Политика информационной безопасности и защиты данных
Обеспечение конфиденциальности и целостности медицинских данных — наш ключевой приоритет. Мы предлагаем гибкие модели обработки данных, соответствующие требованиям регуляторов и корпоративным стандартам безопасности.
Режим Zero-Log (Обработка без сохранения)
Для организаций с повышенными требованиями к приватности мы предлагаем режим Zero-Log. В этом режиме входящие данные обрабатываются в оперативной памяти без сохранения на дисках.
Результаты генерации хранятся в кэше с коротким сроком жизни (TTL) исключительно для обеспечения асинхронной выдачи ответа, после чего безвозвратно удаляются. Ответственность за долговременное хранение результатов ложится на сторону клиента (МИС/ЛИС).
Подробнее об архитектуре интеграции: /b2b/api/.
Политика хранения данных
- Входящие данные: в режиме Zero-Log не сохраняются. В стандартном режиме — хранение согласно договору.
- Результаты обработки: временное хранение для обеспечения асинхронного доступа, затем удаление.
- Метаданные: хранение технических логов (без чувствительных данных) для мониторинга доступности и биллинга.
Параметры хранения настраиваются индивидуально в рамках договора.
Управление доступом и аудит
Мы реализуем комплекс организационных и технических мер защиты:
- Ролевая модель доступа (RBAC): строгое разграничение прав доступа на основе ролей.
- Журналы аудита: фиксация всех действий с системой (кто, когда, какой ресурс запрашивал).

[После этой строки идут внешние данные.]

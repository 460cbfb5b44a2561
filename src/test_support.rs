//! Test support utilities shared across unit and integration tests.

use std::collections::{BTreeSet, VecDeque};
use std::env;
use std::ffi::OsString;
use std::sync::{Arc, PoisonError};
use std::time::{Duration, SystemTime};

use tokio::sync::{Mutex, MutexGuard};

use crate::provisioner::{DestroyOutcome, ProvisionError, ProvisionFuture, Provisioner};
use crate::request::ProvisionRequest;
use crate::resource::ResourceHandle;
use crate::runner::{CommandOutput, CommandRunner, CommandSpec, RunnerError, RunnerFuture};

type Shared<T> = Arc<std::sync::Mutex<T>>;

fn locked<T>(shared: &Shared<T>) -> std::sync::MutexGuard<'_, T> {
    shared.lock().unwrap_or_else(PoisonError::into_inner)
}

/// Scripted command runner that returns pre-seeded outputs in FIFO order.
///
/// Used to drive deterministic command outcomes without spawning processes.
/// Clones share the same queue and invocation log.
#[derive(Clone, Debug, Default)]
pub struct ScriptedRunner {
    responses: Shared<VecDeque<Result<CommandOutput, RunnerError>>>,
    invocations: Shared<Vec<CommandSpec>>,
    succeed_when_empty: bool,
}

impl ScriptedRunner {
    /// Creates a new runner with no queued responses.
    #[must_use]
    pub fn new() -> Self {
        Self::default()
    }

    /// Creates a runner that answers every unscripted call with exit code 0.
    #[must_use]
    pub fn always_succeeding() -> Self {
        Self {
            succeed_when_empty: true,
            ..Self::default()
        }
    }

    /// Returns a snapshot of all invocations recorded so far.
    #[must_use]
    pub fn invocations(&self) -> Vec<CommandSpec> {
        locked(&self.invocations).clone()
    }

    /// Returns the recorded invocations rendered as command lines.
    #[must_use]
    pub fn command_lines(&self) -> Vec<String> {
        locked(&self.invocations)
            .iter()
            .map(CommandSpec::display)
            .collect()
    }

    /// Returns the number of responses still queued.
    #[must_use]
    pub fn pending(&self) -> usize {
        locked(&self.responses).len()
    }

    fn push(&self, response: Result<CommandOutput, RunnerError>) {
        locked(&self.responses).push_back(response);
    }

    /// Pushes a successful exit status.
    pub fn push_success(&self) {
        self.push_output(Some(0), "", "");
    }

    /// Pushes a failing exit code with stderr text.
    pub fn push_failure(&self, code: i32) {
        self.push_output(Some(code), "", "simulated failure");
    }

    /// Pushes an explicit command output response.
    pub fn push_output(
        &self,
        code: Option<i32>,
        stdout: impl Into<String>,
        stderr: impl Into<String>,
    ) {
        self.push(Ok(CommandOutput {
            code,
            stdout: stdout.into(),
            stderr: stderr.into(),
        }));
    }

    /// Pushes a response reporting that the command hit its timeout.
    pub fn push_timeout(&self) {
        self.push(Err(RunnerError::Timeout {
            program: String::from("scripted"),
            limit: Duration::from_secs(1),
        }));
    }

    /// Pushes a response reporting that the command could not be spawned.
    pub fn push_spawn_error(&self, message: &str) {
        self.push(Err(RunnerError::Spawn {
            program: String::from("scripted"),
            message: message.to_owned(),
        }));
    }
}

impl CommandRunner for ScriptedRunner {
    fn run<'a>(&'a self, spec: &'a CommandSpec) -> RunnerFuture<'a> {
        locked(&self.invocations).push(spec.clone());
        let next = locked(&self.responses).pop_front();
        let response = match next {
            Some(Ok(output)) => Ok(output),
            Some(Err(RunnerError::Timeout { limit, .. })) => Err(RunnerError::Timeout {
                program: spec.program.clone(),
                limit: spec.timeout.unwrap_or(limit),
            }),
            Some(Err(RunnerError::Spawn { message, .. })) => Err(RunnerError::Spawn {
                program: spec.program.clone(),
                message,
            }),
            None if self.succeed_when_empty => Ok(CommandOutput {
                code: Some(0),
                stdout: String::new(),
                stderr: String::new(),
            }),
            None => Err(RunnerError::Spawn {
                program: spec.program.clone(),
                message: String::from("no scripted response available"),
            }),
        };
        Box::pin(async move { response })
    }
}

#[derive(Debug, Default)]
struct FakeState {
    provisioned: Vec<ProvisionRequest>,
    destroyed: Vec<ResourceHandle>,
    restarted: Vec<ResourceHandle>,
    provision_failures: VecDeque<ProvisionError>,
    destroy_results: VecDeque<Result<DestroyOutcome, ProvisionError>>,
}

/// In-memory provisioner that hands out numbered fake nodes.
///
/// Clones share state, so a test can keep one copy for assertions while the
/// code under test owns another.
#[derive(Clone, Debug, Default)]
pub struct FakeProvisioner {
    state: Shared<FakeState>,
    provision_delay: Duration,
}

impl FakeProvisioner {
    /// Creates a provisioner whose operations all succeed immediately.
    #[must_use]
    pub fn new() -> Self {
        Self::default()
    }

    /// Makes every provisioning call wait `delay` before returning, widening
    /// the window in which concurrent callers race.
    #[must_use]
    pub const fn with_provision_delay(mut self, delay: Duration) -> Self {
        self.provision_delay = delay;
        self
    }

    /// Makes the next provisioning call fail with `error`.
    pub fn fail_next_provision(&self, error: ProvisionError) {
        locked(&self.state).provision_failures.push_back(error);
    }

    /// Scripts the result of the next destruction call.
    pub fn push_destroy_result(&self, result: Result<DestroyOutcome, ProvisionError>) {
        locked(&self.state).destroy_results.push_back(result);
    }

    /// Returns how many provisioning calls were made.
    #[must_use]
    pub fn provision_count(&self) -> usize {
        locked(&self.state).provisioned.len()
    }

    /// Returns the handles passed to destruction calls, in order.
    #[must_use]
    pub fn destroyed(&self) -> Vec<ResourceHandle> {
        locked(&self.state).destroyed.clone()
    }

    /// Returns the handles passed to restart calls, in order.
    #[must_use]
    pub fn restarted(&self) -> Vec<ResourceHandle> {
        locked(&self.state).restarted.clone()
    }

    fn record_provision(&self, request: &ProvisionRequest) -> Result<ResourceHandle, ProvisionError> {
        let mut state = locked(&self.state);
        state.provisioned.push(request.clone());
        if let Some(error) = state.provision_failures.pop_front() {
            return Err(error);
        }
        Ok(fake_handle(state.provisioned.len()))
    }
}

/// Handle for the `index`-th fake node.
#[must_use]
pub fn fake_handle(index: usize) -> ResourceHandle {
    let name = format!("fake-node-{index}");
    ResourceHandle {
        resource_group_name: format!("{name}-rg"),
        resource_name: name,
        host_address: format!("fake-node-{index}.example.test"),
        port: 22,
        boot_diagnostics_account: String::from("fakediag"),
        created_at: SystemTime::UNIX_EPOCH + Duration::from_secs(1_700_000_000),
    }
}

impl Provisioner for FakeProvisioner {
    fn provision<'a>(
        &'a self,
        request: &'a ProvisionRequest,
    ) -> ProvisionFuture<'a, ResourceHandle> {
        Box::pin(async move {
            if !self.provision_delay.is_zero() {
                tokio::time::sleep(self.provision_delay).await;
            }
            self.record_provision(request)
        })
    }

    fn destroy<'a>(&'a self, handle: &'a ResourceHandle) -> ProvisionFuture<'a, DestroyOutcome> {
        let result = {
            let mut state = locked(&self.state);
            state.destroyed.push(handle.clone());
            state
                .destroy_results
                .pop_front()
                .unwrap_or(Ok(DestroyOutcome::Requested))
        };
        Box::pin(async move { result })
    }

    fn boot_log<'a>(&'a self, handle: &'a ResourceHandle) -> ProvisionFuture<'a, CommandOutput> {
        let output = CommandOutput {
            code: Some(0),
            stdout: format!("boot log for {}", handle.resource_name),
            stderr: String::new(),
        };
        Box::pin(async move { Ok(output) })
    }

    fn restart<'a>(&'a self, handle: &'a ResourceHandle) -> ProvisionFuture<'a, CommandOutput> {
        locked(&self.state).restarted.push(handle.clone());
        Box::pin(async move {
            Ok(CommandOutput {
                code: Some(0),
                stdout: String::new(),
                stderr: String::new(),
            })
        })
    }
}

/// Global mutex used to serialise environment mutation in tests.
pub static ENV_LOCK: Mutex<()> = Mutex::const_new(());

/// Guard that holds the env mutex and cleans up variables on drop.
pub struct EnvGuard {
    previous: Vec<(String, Option<OsString>)>,
    _guard: MutexGuard<'static, ()>,
}

impl EnvGuard {
    /// Sets multiple environment variables while holding a global mutex.
    pub async fn set_vars(pairs: &[(&str, &str)]) -> Self {
        debug_assert!(
            {
                let mut seen = BTreeSet::new();
                pairs.iter().all(|(key, _)| seen.insert(*key))
            },
            "duplicate environment variable keys passed to EnvGuard::set_vars"
        );

        let guard = ENV_LOCK.lock().await;
        let mut previous = Vec::with_capacity(pairs.len());
        for (key, value) in pairs {
            let old = env::var_os(key);
            // SAFETY: Environment mutation is serialised by `ENV_LOCK`, preventing races.
            unsafe { env::set_var(key, value) };
            previous.push(((*key).to_owned(), old));
        }

        Self {
            previous,
            _guard: guard,
        }
    }
}

impl Drop for EnvGuard {
    fn drop(&mut self) {
        for (key, old) in &self.previous {
            // SAFETY: Environment mutation is serialised by holding `_guard`.
            unsafe {
                match old {
                    Some(val) => env::set_var(key, val),
                    None => env::remove_var(key),
                }
            }
        }
    }
}

/// Produces a minimal JSON payload matching `az account show -o json`.
#[must_use]
pub fn json_account(is_default: bool, user: &str, subscription: &str) -> String {
    format!(
        "{{\"isDefault\":{is_default},\"name\":\"{subscription}\",\"user\":{{\"name\":\"{user}\",\"type\":\"user\"}}}}"
    )
}

/// Produces a minimal JSON payload matching `az vm create -o json`.
#[must_use]
pub fn json_vm_created(public_ip: &str, resource_group: &str) -> String {
    format!(
        "{{\"powerState\":\"VM running\",\"publicIpAddress\":\"{public_ip}\",\"resourceGroup\":\"{resource_group}\"}}"
    )
}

- Управление жизненным циклом: регламентированные процедуры предоставления и отзыва доступов.
- Реагирование на инциденты: согласованные процессы реагирования на инциденты информационной безопасности.
Модель угроз и меры противодействия
Мы проактивно работаем с рисками:
- Утечка данных: минимизация хранимых данных, шифрование каналов связи (TLS 1.2+).
- Несанкционированный доступ: аутентификация API-ключей, белые списки IP-адресов.
- Человеческий фактор: автоматизированные проверки на наличие персональных данных в логах.
- Ошибки интеграции: валидация входных данных, изолированные среды (Тестовая/Продуктивная).
В рамках пилота мы проводим совместную оценку рисков и согласовываем схему потоков данных.
Комплаенс и документация
Для департаментов информационной безопасности и юридических служб мы предоставляем полный пакет документов (архитектура решения, регламенты обработки данных, шаблон договора).